Subsection 1: General provisions

Articles in this section · 2

Article R6141-54

French Public Health CodeIn force

Updated 31 Oct 2023

The articles of association of hospital foundations define the organisation and internal operating rules of the hospital foundation in compliance with the provisions of amended law no. 87-571 of 23rd July 1987 on the development of sponsorship, article L. 6141-7-3 and this section.

The directors of the public health institutions concerned present the draft statutes of the hospital foundation to the supervisory boards. This draft is accompanied by the opinion of the establishment's medical committees.

Where one of the public health institutions is a university hospital centre, this draft is accompanied by the opinion of the vice-chairman of the Executive Board responsible for research.

The draft articles of association, together with the resolutions of the supervisory boards and the documents by which the other founders express their support, are sent to the Minister for Health and to the Director General of the regional health agency in whose area of jurisdiction the foundation's registered office is located.

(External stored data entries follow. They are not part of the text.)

/// Author of a conversation turn.
#[derive(Clone, Copy, Debug, PartialEq, Eq, Hash, serde::Serialize, serde::Deserialize)]
#[serde(rename_all = "lowercase")]
pub enum Role {
    /// Turn typed by the person at the keyboard.
    User,
    /// Turn produced by the model.
    Assistant,
}

impl Role {
    /// Returns the wire name of the role.
    pub fn as_str(&self) -> &'static str {
        match self {
            Self::User => "user",
            Self::Assistant => "assistant",
        }
    }
}

impl std::fmt::Display for Role {
    fn fmt(&self, f: &mut std::fmt::Formatter<'_>) -> std::fmt::Result {
        f.write_str(self.as_str())
    }
}

/// Encoded image payload carried by an image block.
#[derive(Clone, Debug, PartialEq, Eq, serde::Serialize, serde::Deserialize)]
#[serde(tag = "type", rename_all = "snake_case")]
pub enum ImageSource {
    /// Inline base64 data.
    Base64 {
        /// MIME type such as `image/png`.
        media_type: String,
        /// Standard-alphabet base64 of the image bytes.
        data: String,
    },
}

impl ImageSource {
    /// Creates an inline base64 image source.
    pub fn base64(media_type: impl Into<String>, data: impl Into<String>) -> Self {
        Self::Base64 {
            media_type: media_type.into(),
            data: data.into(),
        }
    }

    /// Returns the MIME type of the image.
    pub fn media_type(&self) -> &str {
        match self {
            Self::Base64 { media_type, .. } => media_type,
        }
    }
}

/// One block of turn content.
#[derive(Clone, Debug, PartialEq, Eq, serde::Serialize, serde::Deserialize)]
#[serde(tag = "type", rename_all = "snake_case")]
pub enum ContentBlock {
    /// Plain text.
    Text { text: String },
    /// An inline image.
    Image { source: ImageSource },
}

impl ContentBlock {
    /// Creates a text block.
    pub fn text(text: impl Into<String>) -> Self {
        Self::Text { text: text.into() }
    }

    /// Creates an image block.
    pub fn image(source: ImageSource) -> Self {
        Self::Image { source }
    }
}

/// A role-tagged message made of ordered content blocks.
///
/// Turns are immutable once built.
#[derive(Clone, Debug, PartialEq, Eq, serde::Serialize, serde::Deserialize)]
pub struct Turn {
    role: Role,
    content: Vec<ContentBlock>,
}

impl Turn {
    /// Creates a turn from its role and blocks.
    pub fn new(role: Role, content: Vec<ContentBlock>) -> Self {
        Self { role, content }
    }

    /// Creates a user turn with a single text block.
    pub fn user_text(text: impl Into<String>) -> Self {
        Self::new(Role::User, vec![ContentBlock::text(text)])
    }

    /// Creates an assistant turn with a single text block.
    pub fn assistant_text(text: impl Into<String>) -> Self {
        Self::new(Role::Assistant, vec![ContentBlock::text(text)])
    }

    pub fn role(&self) -> Role {
        self.role
    }

    pub fn content(&self) -> &[ContentBlock] {
        &self.content
    }

    /// Concatenates the text blocks of the turn, ignoring images.
    pub fn text(&self) -> String {
        let mut out = String::new();
        for block in &self.content {
            if let ContentBlock::Text { text } = block {
                out.push_str(text);
            }
        }
        out
    }
}

/// Ordered, append-only list of turns exchanged so far.
#[derive(Clone, Debug, Default, PartialEq, Eq, serde::Serialize, serde::Deserialize)]
#[serde(transparent)]
pub struct Transcript {
    turns: Vec<Turn>,
}

impl Transcript {
    pub fn new() -> Self {
        Self::default()
    }

    /// Appends a turn. This is the only mutation a transcript supports.
    pub fn push(&mut self, turn: Turn) {
        self.turns.push(turn);
    }

    pub fn turns(&self) -> &[Turn] {
        &self.turns
    }

    pub fn len(&self) -> usize {
        self.turns.len()
    }

    pub fn is_empty(&self) -> bool {
        self.turns.is_empty()
    }

    pub fn last(&self) -> Option<&Turn> {
        self.turns.last()
    }
}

Where one of the public health establishments is a university hospital centre, the same documents are also sent to the Minister for Research. The articles of association are approved by a decree issued, after obtaining the opinion of the director general of the regional health agency, on the report of the Minister of Health or, if one of the public health institutions is a university hospital centre, the ministers responsible for health and research. The opinion of the Director General of the Regional Health Agency is deemed to be favourable if, within thirty days of receiving the draft statutes, he has not communicated his opinion to the Minister for Health.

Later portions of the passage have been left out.